I have always enjoyed reading Zadie Smith’s books. They are complex and yet charming. At the same time, they leave you with lingering thoughts about the societies we live in and the nature of humans. I remember not enjoying, “White Teeth” the first time I read it. However, when I did read it the second time, I was captivated by her style of writing. The same happened with, “The Autograph Man”. I loved, “On Beauty” and her collection of essays, “Changing My Mind”. Now to her latest offering: NW.
“NW” – refers to North West London. The story revolves around its residents. The book is about their loves, sorrows, hypocrisies, ambitions, facades, prejudices and fears. The novel is about the four central characters on different rungs of the moralistic and social ladder. Each character is a world of their own in the book and that is what makes this book special and intriguing. This is perhaps Smith’s shortest book and yet with so many layers to it – almost like a Russian Doll, that never ceases to amaze you.
Leah Hanwell is married to an African named Michel. She has a troubled marriage and shares a love/hate relationship with her husband. There is then her friend Natalie (formerly known as Keisha), who is trying to grapple with her present and stick on to the past in the form of Leah. Nathan, Leah’s childhood friend is the third major character who is a weed-smoking, almost jobless wastrel. He feels that Leah and he are now worlds apart and cannot connect anymore. Felix Cooper is the fourth major character of the book who craves for a better life than the one he is leading right now. Their lives converge and that takes the book forward.
What appealed to me the most about the book besides the plot was the writing and the way the characters were sketched. The characters are real. They are not sentimental or emotional. They are human and display emotions in an understated manner. The writing is unconventional and fragmented and maybe it is not everyone’s cup of tea, but it definitely worked for me.

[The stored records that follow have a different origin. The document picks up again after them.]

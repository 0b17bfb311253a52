//! # Connectivity Monitor
//!
//! Tracks reachability of the server of record and exposes a single
//! debounced `online` signal.
//!
//! ## Signal Sources
//! ```text
//! ┌─────────────────────────────────────────────────────────────────────────┐
//! │                    Connectivity Monitor Inputs                          │
//! │                                                                         │
//! │  OS reachability events          Active health probe                   │
//! │  (edge-triggered, injected       GET /health, 3s hard timeout,         │
//! │   via the handle)                every 30s + immediately after an      │
//! │        │                         OS "online" edge                      │
//! │        │                                │                               │
//! │        ▼                                ▼                               │
//! │  ┌─────────────────────────────────────────────────────────────────┐   │
//! │  │                      Monitor Task                               │   │
//! │  │                                                                 │   │
//! │  │  OS offline  ──► offline immediately ("went offline" event)    │   │
//! │  │  OS online   ──► probe first; only a successful probe flips    │   │
//! │  │                  the signal (OS signals are unreliable          │   │
//! │  │                  indicators of actual server reachability)      │   │
//! │  └──────────────────────────┬──────────────────────────────────────┘   │
//! │                             │                                           │
//! │            watch<bool> (level)   broadcast<ConnectivityEvent> (edges)  │
//! │                                                                         │
//! │  Late subscribers receive only future events, never replayed history.  │
//! └─────────────────────────────────────────────────────────────────────────┘
//! ```
//!
//! The monitor is an explicitly constructed instance owned by application
//! startup and handed to the scheduler - never ambient global state.

use std::time::Duration;

use tokio::sync::{broadcast, mpsc, watch};
use tracing::{debug, info, warn};

use crate::config::ProbeSettings;

// =============================================================================
// Connectivity Event
// =============================================================================

/// Edge event emitted when the online signal changes.
#[derive(Debug, Clone, Copy, PartialEq, Eq)]
pub enum ConnectivityEvent {
    /// The server answered a probe; reconciliation may be attempted.
    /// Callers must still handle request failure - online is a hint,
    /// not a guarantee.
    Online,
    /// The server became unreachable.
    Offline,
}

// =============================================================================
// Handle
// =============================================================================

/// Handle for querying and feeding the connectivity monitor.
#[derive(Clone)]
pub struct ConnectivityHandle {
    online_rx: watch::Receiver<bool>,
    events_tx: broadcast::Sender<ConnectivityEvent>,
    os_tx: mpsc::Sender<bool>,
    shutdown_tx: mpsc::Sender<()>,
}

impl ConnectivityHandle {
    /// Current debounced online state.
    pub fn is_online(&self) -> bool {
        *self.online_rx.borrow()
    }

    /// A watch receiver over the online level signal.
    pub fn watch(&self) -> watch::Receiver<bool> {
        self.online_rx.clone()
    }

    /// Subscribes to future connectivity edges. Dropping the receiver
    /// unsubscribes; no history is replayed.
    pub fn subscribe(&self) -> broadcast::Receiver<ConnectivityEvent> {
        self.events_tx.subscribe()
    }

    /// Injects an OS reachability edge (`true` = interface up).
    pub async fn report_os_event(&self, up: bool) {
        if self.os_tx.send(up).await.is_err() {
            warn!("Connectivity monitor is gone; OS event dropped");
        }
    }

    /// Stops the monitor task.
    pub async fn shutdown(&self) {
        let _ = self.shutdown_tx.send(()).await;
    }
}

// =============================================================================
// Monitor
// =============================================================================

/// Connectivity monitor task. Spawn [`ConnectivityMonitor::run`] on the
/// runtime and keep the handle.
pub struct ConnectivityMonitor {
    client: reqwest::Client,
    health_url: String,
    probe_interval: Duration,
    probe_timeout: Duration,
    online_tx: watch::Sender<bool>,
    events_tx: broadcast::Sender<ConnectivityEvent>,
    os_rx: mpsc::Receiver<bool>,
    shutdown_rx: mpsc::Receiver<()>,
}

impl ConnectivityMonitor {
    /// Creates a monitor probing `health_url` and returns it with its handle.
    ///
    /// The monitor starts offline; the first probe fires immediately after
    /// [`run`](Self::run) starts.
    pub fn new(health_url: impl Into<String>, settings: &ProbeSettings) -> (Self, ConnectivityHandle) {
        let (online_tx, online_rx) = watch::channel(false);
        let (events_tx, _) = broadcast::channel(16);
        let (os_tx, os_rx) = mpsc::channel(16);
        let (shutdown_tx, shutdown_rx) = mpsc::channel(1);

        let monitor = ConnectivityMonitor {
            client: reqwest::Client::new(),
            health_url: health_url.into(),
            probe_interval: settings.interval(),
            probe_timeout: settings.timeout(),
            online_tx,
            events_tx: events_tx.clone(),
            os_rx,
            shutdown_rx,
        };

        let handle = ConnectivityHandle {
            online_rx,
            events_tx,
            os_tx,
            shutdown_tx,
        };

        (monitor, handle)
    }

    /// Runs the monitor loop. Spawn as a background task.
    pub async fn run(mut self) {
        info!(url = %self.health_url, "Connectivity monitor starting");

        let mut interval = tokio::time::interval(self.probe_interval);
        interval.set_missed_tick_behavior(tokio::time::MissedTickBehavior::Delay);

        loop {
            tokio::select! {
                // Periodic probe; the first tick fires immediately.
                _ = interval.tick() => {
                    let up = self.probe().await;
                    self.set_online(up);
                }

                // OS reachability edges.
                Some(up) = self.os_rx.recv() => {
                    if up {
                        // An OS "online" edge only earns trust after a probe.
                        debug!("OS reports online, probing server");
                        let up = self.probe().await;
                        self.set_online(up);
                    } else {
                        self.set_online(false);
                    }
                }

                _ = self.shutdown_rx.recv() => {
                    info!("Connectivity monitor shutting down");
                    break;
                }
            }
        }
    }

    /// One probe round-trip within the hard timeout.
    async fn probe(&self) -> bool {
        let result = self
            .client
            .get(&self.health_url)
            .timeout(self.probe_timeout)
            .send()
            .await;

        match result {
            Ok(response) => response.status().is_success(),
            Err(e) => {
                debug!(error = %e, "Health probe failed");
                false
            }
        }
    }

    /// Updates the level signal, broadcasting an edge only on change.
    fn set_online(&self, online: bool) {
        let changed = self.online_tx.send_if_modified(|current| {
            if *current != online {
                *current = online;
                true
            } else {
                false
            }
        });

        if changed {
            let event = if online {
                ConnectivityEvent::Online
            } else {
                ConnectivityEvent::Offline
            };
            info!(online, "Connectivity changed");
            // No subscribers is fine; edges are not queued for later.
            let _ = self.events_tx.send(event);
        }
    }
}

// =============================================================================
// Unit Tests
// =============================================================================

#[cfg(test)]
mod tests {
    use super::*;

    #[tokio::test]
    async fn test_starts_offline() {
        let (_monitor, handle) =
            ConnectivityMonitor::new("http://127.0.0.1:1/health", &ProbeSettings::default());
        assert!(!handle.is_online());
    }

    #[tokio::test]
    async fn test_probe_failure_keeps_offline_without_event() {
        // Port 1 is never listening; the probe fails fast.
        let settings = ProbeSettings {
            interval_secs: 1,
            timeout_secs: 1,
        };
        let (monitor, handle) = ConnectivityMonitor::new("http://127.0.0.1:1/health", &settings);
        let mut events = handle.subscribe();

        tokio::spawn(monitor.run());
        tokio::time::sleep(Duration::from_millis(200)).await;

        assert!(!handle.is_online());
        // offline -> offline is debounced: no edge was broadcast.
        assert!(events.try_recv().is_err());
        handle.shutdown().await;
    }
}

“NW” has been written by Smith after seven long years. The story when looked at it from that perspective almost seems fresh and that I attribute only to her writing, which is razor-sharp, taut and amusing at most times.
“NW” is all about people trying to make sense of their lives, when directionless and sometimes lost on hope. There is a lot going on in the book and at the same time, Zadie Smith allows you to take it all in and rest a little with your thoughts and emotions. It was a cracker of a read for me this year and I will definitely re-read it sometime later.